> [Exercise objective] Every line of the entries that holds the word "Capabilities" is to be copied.

*** Study material ***

#[cfg(test)]
mod tests {
    use super::*;
    use crate::engine::{Capabilities, Connector, Engine};
    use crate::error::SearchError;
    use crate::types::{Answer, Sidebar};
    use async_trait::async_trait;
    use std::sync::Arc;

    struct Stub;

    #[async_trait]
    impl Connector for Stub {
        fn capabilities(&self) -> Capabilities {
            Capabilities::SEARCH
        }
    }

    fn engine(name: &str, weight: f64) -> Arc<Engine> {
        Arc::new(Engine::new(name, weight, Arc::new(Stub)).expect("valid engine"))
    }

    fn ok(name: &str, weight: f64, response: EngineResponse) -> EngineReply<EngineResponse> {
        EngineReply {
            engine: engine(name, weight),
            outcome: Ok(response),
            elapsed_ms: None,
        }
    }

    fn failed(name: &str, weight: f64) -> EngineReply<EngineResponse> {
        EngineReply {
            engine: engine(name, weight),
            outcome: Err(SearchError::Http("connection reset".into())),
            elapsed_ms: None,
        }
    }

    fn hit(url: &str, title: &str, position: usize) -> RawResult {
        RawResult::new(url, title, format!("{title} snippet"), position)
    }

    fn answer(title: &str, url: Option<&str>) -> Answer {
        Answer {
            title: title.into(),
            content: format!("{title} body"),
            url: url.map(str::to_string),
        }
    }

    #[test]
    fn cross_engine_scores_accumulate() {
        let output = fuse(
            vec![
                ok("a", 2.0, EngineResponse::with_results(vec![hit("https://x.com", "A x", 1)])),
                ok(
                    "b",
                    1.0,
                    EngineResponse::with_results(vec![
                        hit("https://x.com", "B x", 1),
                        hit("https://y.com", "B y", 1),
                    ]),
                ),
            ],
            false,
        );

        assert_eq!(output.results.len(), 2);
        let x = &output.results[0];
        assert_eq!(x.url, "https://x.com/");
        assert!((x.score - 3.0).abs() < f64::EPSILON);
        assert_eq!(x.title, "A x");
        assert_eq!(x.engines, ["a", "b"]);

        let y = &output.results[1];
        assert_eq!(y.url, "https://y.com/");
        assert!((y.score - 1.0).abs() < f64::EPSILON);
    }

    #[test]
    fn heavier_engine_overwrites_title_even_when_later() {
        let output = fuse(
            vec![
                ok("light", 0.8, EngineResponse::with_results(vec![hit("https://x.com", "light", 2)])),
                ok("heavy", 1.2, EngineResponse::with_results(vec![hit("https://x.com/", "heavy", 5)])),
            ],
            false,
        );
        let x = &output.results[0];
        assert_eq!(x.title, "heavy");
        assert_eq!(x.content, "heavy snippet");
        assert!((x.weight - 1.2).abs() < f64::EPSILON);
        assert!((x.score - (0.8 / 2.0 + 1.2 / 5.0)).abs() < 1e-12);
    }

    #[test]
    fn stored_weight_tracks_maximum_seen() {
        let output = fuse(
            vec![
                ok("low", 0.5, EngineResponse::with_results(vec![hit("https://x.com", "low", 1)])),
                ok("high", 2.0, EngineResponse::with_results(vec![hit("https://x.com", "high", 1)])),
                ok("mid", 1.0, EngineResponse::with_results(vec![hit("https://x.com", "mid", 1)])),
            ],
            false,
        );
        // "mid" is heavier than the first writer but lighter than the best.
        assert_eq!(output.results[0].title, "high");
        assert!((output.results[0].weight - 2.0).abs() < f64::EPSILON);
    }

    #[test]
    fn equal_weight_keeps_first_description() {
        let output = fuse(
            vec![
                ok("a", 1.0, EngineResponse::with_results(vec![hit("https://x.com", "first", 1)])),
                ok("b", 1.0, EngineResponse::with_results(vec![hit("https://x.com", "second", 1)])),
            ],
            false,
        );
        assert_eq!(output.results[0].title, "first");
    }

    #[test]
    fn ties_keep_merge_order() {
        let output = fuse(
            vec![
                ok("a", 1.0, EngineResponse::with_results(vec![hit("https://first.com", "1", 1)])),
                ok("b", 1.0, EngineResponse::with_results(vec![hit("https://second.com", "2", 1)])),
            ],
            false,
        );
        let urls: Vec<&str> = output.results.iter().map(|r| r.url.as_str()).collect();
        assert_eq!(urls, ["https://first.com/", "https://second.com/"]);
    }

    #[test]
    fn heavier_top_engine_ranks_higher_for_same_positions() {
        let output = fuse(
            vec![
                ok("light", 1.0, EngineResponse::with_results(vec![hit("https://r2.com", "r2", 1)])),
                ok("heavy", 1.5, EngineResponse::with_results(vec![hit("https://r1.com", "r1", 1)])),
            ],
            false,
        );
        assert_eq!(output.results[0].url, "https://r1.com/");
    }

    #[test]
    fn bad_url_dropped_without_losing_siblings() {
        let output = fuse(
            vec![ok(
                "a",
                1.0,
                EngineResponse::with_results(vec![
                    hit("", "missing", 1),
                    hit("not a url", "garbage", 2),
                    hit("https://ok.com", "fine", 3),
                ]),
            )],
            false,
        );
        assert_eq!(output.results.len(), 1);
        assert_eq!(output.results[0].title, "fine");
        assert!((output.results[0].score - 1.0 / 3.0).abs() < f64::EPSILON);
    }

    #[test]
    fn failed_engine_contributes_nothing_but_is_reported() {
        let output = fuse(
            vec![
                failed("broken", 5.0),
                ok("b", 1.0, EngineResponse::with_results(vec![hit("https://b.com", "b", 1)])),
            ],
            false,
        );
        assert_eq!(output.results.len(), 1);
        assert_eq!(output.results[0].engines, ["b"]);
        assert_eq!(output.engines.len(), 2);
        assert!(matches!(output.engines[0].outcome, EngineOutcome::Failed { .. }));
        assert!(matches!(output.engines[1].outcome, EngineOutcome::Ok { .. }));
    }

    #[test]
    fn answer_arbitration_prefers_strictly_heavier_engine() {
        let with_answer = |title: &str| EngineResponse {
            answer: Some(answer(title, None)),
            ..Default::default()
        };
        let output = fuse(
            vec![
                ok("first", 1.0, with_answer("first")),
                ok("tie", 1.0, with_answer("tie")),
                ok("heavy", 1.1, with_answer("heavy")),
                ok("light", 0.5, with_answer("light")),
            ],
            false,
        );
        let answer = output.answer.expect("answer chosen");
        assert_eq!(answer.value.title, "heavy");
        assert_eq!(answer.engine, "heavy");
        assert!((answer.engine_weight - 1.1).abs() < f64::EPSILON);
    }

    #[test]
    fn tie_keeps_first_answer() {
        let with_answer = |title: &str| EngineResponse {
            answer: Some(answer(title, None)),
            ..Default::default()
        };
        let output = fuse(
            vec![ok("first", 1.0, with_answer("first")), ok("second", 1.0, with_answer("second"))],
            false,
        );
        assert_eq!(output.answer.expect("answer").engine, "first");
    }

    #[test]
    fn empty_answer_ignored() {
        let output = fuse(
            vec![ok(
                "a",
                3.0,
                EngineResponse {
                    answer: Some(Answer::default()),
                    ..Default::default()
                },
            )],
            false,
        );
        assert!(output.answer.is_none());
    }

    #[test]
    fn sidebar_arbitrated_independently_of_answer() {
        let output = fuse(
            vec![
                ok(
                    "answers",
                    2.0,
                    EngineResponse {
                        answer: Some(answer("42", None)),
                        ..Default::default()
                    },
                ),
                ok(
                    "panel",
                    1.0,
                    EngineResponse {
                        sidebar: Some(Sidebar {
                            title: "Rust".into(),
                            content: "A language".into(),
                            ..Default::default()
                        }),
                        ..Default::default()
                    },
                ),
            ],
            false,
        );
        assert_eq!(output.answer.expect("answer").engine, "answers");
        assert_eq!(output.sidebar.expect("sidebar").engine, "panel");
    }

    #[test]
    fn answer_url_excluded_from_results() {
        let output = fuse(
            vec![
                ok(
                    "google",
                    1.05,
                    EngineResponse {
                        results: vec![hit("https://answer.com/page", "answer page", 1)],
                        answer: Some(answer("featured", Some("https://ANSWER.com/page/"))),
                        ..Default::default()
                    },
                ),
                ok(
                    "bing",
                    0.8,
                    EngineResponse::with_results(vec![
                        hit("https://answer.com/page?utm_source=x", "answer again", 1),
                        hit("https://other.com", "other", 2),
                    ]),
                ),
            ],
            false,
        );
        assert_eq!(output.results.len(), 1);
        assert_eq!(output.results[0].url, "https://other.com/");
    }

    #[test]
    fn suggestion_picked_by_summed_weight() {
        let suggest = |s: &str| EngineResponse {
            suggestion: Some(s.into()),
            ..Default::default()
        };
        let output = fuse(
            vec![ok("a", 1.0, suggest("weather")), ok("google", 1.05, suggest("weathr"))],
            false,
        );
        assert_eq!(output.suggestion.as_deref(), Some("weathr"));

        let output = fuse(
            vec![
                ok("a", 1.0, suggest("weather")),
                ok("google", 1.05, suggest("weathr")),
                ok("c", 0.5, suggest("weather")),
            ],
            false,
        );
        assert_eq!(output.suggestion.as_deref(), Some("weather"));
    }

    #[test]
    fn no_suggestions_no_suggestion() {
        let output = fuse(vec![ok("a", 1.0, EngineResponse::default())], false);
        assert!(output.suggestion.is_none());
    }

    #[test]
    fn engines_list_never_empty_and_only_reporters() {
        let output = fuse(
            vec![
                ok("a", 1.0, EngineResponse::with_results(vec![hit("https://x.com", "x", 1)])),
                ok("b", 1.0, EngineResponse::with_results(vec![hit("https://y.com", "y", 1)])),
            ],
            false,
        );
        for result in &output.results {
            assert!(!result.engines.is_empty());
        }
        let x = output.results.iter().find(|r| r.url == "https://x.com/").expect("x");
        assert_eq!(x.engines, ["a"]);
    }

    #[test]
    fn repeated_url_from_one_engine_counts_each_hit() {
        let output = fuse(
            vec![ok(
                "a",
                1.0,
                EngineResponse::with_results(vec![
                    hit("https://x.com/", "x", 1),
                    hit("https://x.com/#top", "x again", 2),
                ]),
            )],
            false,
        );
        assert_eq!(output.results.len(), 1);
        assert_eq!(output.results[0].engines, ["a", "a"]);
        assert!((output.results[0].score - 1.5).abs() < 1e-9);
    }

    #[test]
    fn debug_flag_and_scratch_space() {
        let output = fuse(Vec::new(), true);
        assert!(output.debug);
        assert!(output.results.is_empty());
        assert!(output.plugins.is_empty());
    }
}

*** End of Study material ***

> [Written response]
    use crate::engine::{Capabilities, Connector, Engine};
        fn capabilities(&self) -> Capabilities {
            Capabilities::SEARCH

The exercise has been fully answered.